International child rights advocate Conor Grennan spoke to a crowd of UNH students in the Strafford Room of the Memoriam Union Building (MUB) on the night of Wednesday, Nov. 16, as part of the MUB’s Current Issues Lecture Series. As the founder of Next Generation Nepal, which is an organization that helps victims of child trafficking reunite with their families, Grennan kept his audience captivated as he told the story of how the organization came to be.

“He’s a great speaker,” MUB staff member Abby Martinen said. “He was able to make his topic interesting and keep the audience engaged.”

Grennan’s relatability and humor was well received by the students in attendance, and it made his storytelling feel very real and personal. He admitted that he got the idea of volunteering at an orphanage in Nepal while trying to impress a girl he was interested in.

“I didn’t really want to volunteer at first,” Grennan said. “But I started to enjoy it.”

His journey started with a three-month stay at a remote Nepalese orphanage in 2005. He made such a strong connection with the kids there that he made a promise to come back.

Grennan did go back a year later, in April 2006, but at that time the civil war that had plagued the country had gotten worse. The Maoist rebels were gaining support in their mission to spread communism in Nepal, and they needed soldiers.

It wasn’t long before the rebels began recruiting children.

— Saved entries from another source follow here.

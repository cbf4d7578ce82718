// Copyright 2025 Umberto Gotti <umberto.gotti@umbertogotti.dev>
// Licensed under the Apache License, Version 2.0
// http://www.apache.org/licenses/LICENSE-2.0

//! Stage blueprints.
//!
//! A [`GraphStage`] is an immutable, shareable description. Each materialization
//! asks it for a fresh [`StageLogic`] plus the stage's materialized value, so the
//! same blueprint can run any number of times concurrently.

use crate::logic::StageLogic;
use crate::port::PortInfo;
use crate::shape::Shape;
use sluice_core::{Attributes, Result};
use std::any::{type_name, Any};

/// Blueprint of a single processing stage.
///
/// # Example
///
/// ```
/// use sluice_core::{Attributes, NotUsed, Result};
/// use sluice_stream::prelude::*;
/// use sluice_stream::{FlowShape, GraphStage, Inlet, Outlet, StageContext, StageLogic};
///
/// struct Double;
///
/// struct DoubleLogic {
///     shape: FlowShape<u32, u32>,
/// }
///
/// impl StageLogic for DoubleLogic {
///     fn on_push(&mut self, ctx: &mut StageContext<'_>, _inlet: usize) -> Result<()> {
///         let value = ctx.grab(self.shape.inlet)?;
///         ctx.push(self.shape.outlet, value * 2)
///     }
///
///     fn on_pull(&mut self, ctx: &mut StageContext<'_>, _outlet: usize) -> Result<()> {
///         ctx.pull(self.shape.inlet)
///     }
/// }
///
/// impl GraphStage for Double {
///     type Shape = FlowShape<u32, u32>;
///     type Mat = NotUsed;
///
///     fn shape(&self) -> Self::Shape {
///         FlowShape::new()
///     }
///
///     fn create_logic(&self, _attributes: &Attributes) -> Result<(Box<dyn StageLogic>, NotUsed)> {
///         Ok((Box::new(DoubleLogic { shape: self.shape() }), NotUsed))
///     }
/// }
///
/// let doubled: Flow<u32, u32> = Flow::from_graph_stage(Double);
/// # let _ = doubled;
/// ```
pub trait GraphStage: Send + Sync + 'static {
    /// Ports exposed by the stage.
    type Shape: Shape;

    /// Value handed back to the caller when the stage is materialized.
    type Mat: Send + 'static;

    /// The stage's ports, with indices starting at zero per direction.
    fn shape(&self) -> Self::Shape;

    /// Attributes the stage carries by default, typically its name.
    fn initial_attributes(&self) -> Attributes {
        Attributes::none()
    }

    /// Create the running logic and the materialized value.
    ///
    /// `attributes` are the effective attributes of this stage instance, with
    /// materializer defaults and enclosing composites already applied.
    ///
    /// # Errors
    /// A stage that can only be materialized once returns an error on the second
    /// attempt; the materialization as a whole then fails.
    fn create_logic(&self, attributes: &Attributes) -> Result<(Box<dyn StageLogic>, Self::Mat)>;

    /// Whether the stage may sit on a cycle of the graph.
    ///
    /// Such a stage must never wait for demand on one port before serving
    /// another; it owns a queue instead.
    fn breaks_cycles(&self) -> bool {
        false
    }
}

/// Object-safe view of a [`GraphStage`] used by graphs and the materializer.
pub(crate) trait ErasedStage: Send + Sync {
    fn inlets(&self) -> Vec<PortInfo>;

    fn outlets(&self) -> Vec<PortInfo>;

    fn create(&self, attributes: &Attributes) -> Result<(Box<dyn StageLogic>, Box<dyn Any + Send>)>;

    fn breaks_cycles(&self) -> bool;

    fn label(&self) -> &'static str;
}

impl<S: GraphStage> ErasedStage for S {
    fn inlets(&self) -> Vec<PortInfo> {
        self.shape().inlets()
    }

    fn outlets(&self) -> Vec<PortInfo> {
        self.shape().outlets()
    }

    fn create(&self, attributes: &Attributes) -> Result<(Box<dyn StageLogic>, Box<dyn Any + Send>)> {
        let (logic, mat) = self.create_logic(attributes)?;
        Ok((logic, Box::new(mat)))
    }

    fn breaks_cycles(&self) -> bool {
        GraphStage::breaks_cycles(self)
    }

    fn label(&self) -> &'static str {
        short_type_name(type_name::<S>())
    }
}

/// `sluice_stream::stages::simple::Map<F, u32>` becomes `Map`.
fn short_type_name(full: &'static str) -> &'static str {
    let base = full.split('<').next().unwrap_or(full);
    base.rsplit("::").next().unwrap_or(base)
}

#[cfg(test)]
mod tests {
    use super::short_type_name;

    #[test]
    fn short_type_name_strips_path_and_generics() {
        assert_eq!(short_type_name("a::b::Map<c::F, u32>"), "Map");
        assert_eq!(short_type_name("Plain"), "Plain");
    }
}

This created a situation where child trafficking became a profitable business. Desperate to save their kids from fighting in the war, parents would give up their children to traffickers disguised as someone running an orphanage. These traffickers would often sell the children to factories and into slavery. 

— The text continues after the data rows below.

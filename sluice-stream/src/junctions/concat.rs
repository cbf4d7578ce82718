// Copyright 2025 Umberto Gotti <umberto.gotti@umbertogotti.dev>
// Licensed under the Apache License, Version 2.0
// http://www.apache.org/licenses/LICENSE-2.0

use crate::context::StageContext;
use crate::logic::StageLogic;
use crate::shape::UniformFanInShape;
use crate::stage::GraphStage;
use sluice_core::{Attributes, NotUsed, Result, StreamError};
use std::collections::HashMap;
use std::marker::PhantomData;

/// Emit all elements of inlet 0, then of inlet 1, and so on.
///
/// Only the inlet currently being drained is pulled; later inlets that
/// complete early are skipped when their turn comes. A later inlet that fails
/// early fails the stage only once every inlet before it has been drained.
pub struct Concat<T> {
    inputs: usize,
    _marker: PhantomData<fn() -> T>,
}

impl<T> Concat<T> {
    /// Concatenation of `inputs` inlets.
    #[must_use]
    pub const fn new(inputs: usize) -> Self {
        Self {
            inputs,
            _marker: PhantomData,
        }
    }
}

impl<T: Send + 'static> GraphStage for Concat<T> {
    type Shape = UniformFanInShape<T, T>;
    type Mat = NotUsed;

    fn shape(&self) -> Self::Shape {
        UniformFanInShape::new(self.inputs)
    }

    fn initial_attributes(&self) -> Attributes {
        Attributes::name("concat")
    }

    fn create_logic(&self, _attributes: &Attributes) -> Result<(Box<dyn StageLogic>, NotUsed)> {
        let logic = ConcatLogic {
            shape: self.shape(),
            current: 0,
            failures: HashMap::new(),
        };
        Ok((Box::new(logic), NotUsed))
    }
}

struct ConcatLogic<T> {
    shape: UniformFanInShape<T, T>,
    current: usize,
    /// Failures of inlets whose turn has not come yet.
    failures: HashMap<usize, StreamError>,
}

impl<T: Send + 'static> ConcatLogic<T> {
    /// Move to the next inlet that is still open; completes the stage when none
    /// is left.
    fn advance(&mut self, ctx: &mut StageContext<'_>) -> Result<()> {
        while let Some(&inlet) = self.shape.inlets.get(self.current) {
            if let Some(error) = self.failures.remove(&self.current) {
                return ctx.fail_stage(error);
            }
            if !ctx.is_closed(inlet) {
                if ctx.is_available(self.shape.out) {
                    ctx.try_pull(inlet)?;
                }
                return Ok(());
            }
            self.current += 1;
        }
        ctx.complete_stage()
    }
}

impl<T: Send + 'static> StageLogic for ConcatLogic<T> {
    fn pre_start(&mut self, ctx: &mut StageContext<'_>) -> Result<()> {
        if self.shape.inlets.is_empty() {
            return ctx.complete_stage();
        }
        Ok(())
    }

    fn on_push(&mut self, ctx: &mut StageContext<'_>, inlet: usize) -> Result<()> {
        let element = ctx.grab(self.shape.inlets[inlet])?;
        ctx.push(self.shape.out, element)
    }

    fn on_pull(&mut self, ctx: &mut StageContext<'_>, _outlet: usize) -> Result<()> {
        self.advance(ctx)
    }

    fn on_upstream_finish(&mut self, ctx: &mut StageContext<'_>, inlet: usize) -> Result<()> {
        if inlet == self.current {
            self.current += 1;
            return self.advance(ctx);
        }
        Ok(())
    }

    fn on_upstream_failure(
        &mut self,
        ctx: &mut StageContext<'_>,
        inlet: usize,
        error: StreamError,
    ) -> Result<()> {
        if inlet == self.current {
            return ctx.fail_stage(error);
        }
        self.failures.insert(inlet, error);
        Ok(())
    }
}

When Grennan realized that this was happening, and that members of the orphanage he volunteered at were actually victims of child trafficking, he immediately began helping the misplaced children find their families across Nepal. He did this on a small scale at first, but was inspired to create Next Generation Nepal after he saw that other organizations, like the United Nations, were doing nothing to stop the crisis.

“Next Generation Nepal was born because there was no other choice. I had to do it,” Grennan said.

His foundation, created in 2007, has now reunited over 500 victims of child trafficking with their families.

Grennan’s speech brought to light an issue that many UNH students most likely weren’t aware of, and also allowed the audience to develop a sense of empathy for the victims.

“His talk was interesting,” UNH student Caitlin Riordan said. “I never realized how big of a problem this was before.”

Grennan made his audience aware that child trafficking is an issue that affects thousands of children in Nepal. The other thing he did was prove that anyone can make a difference.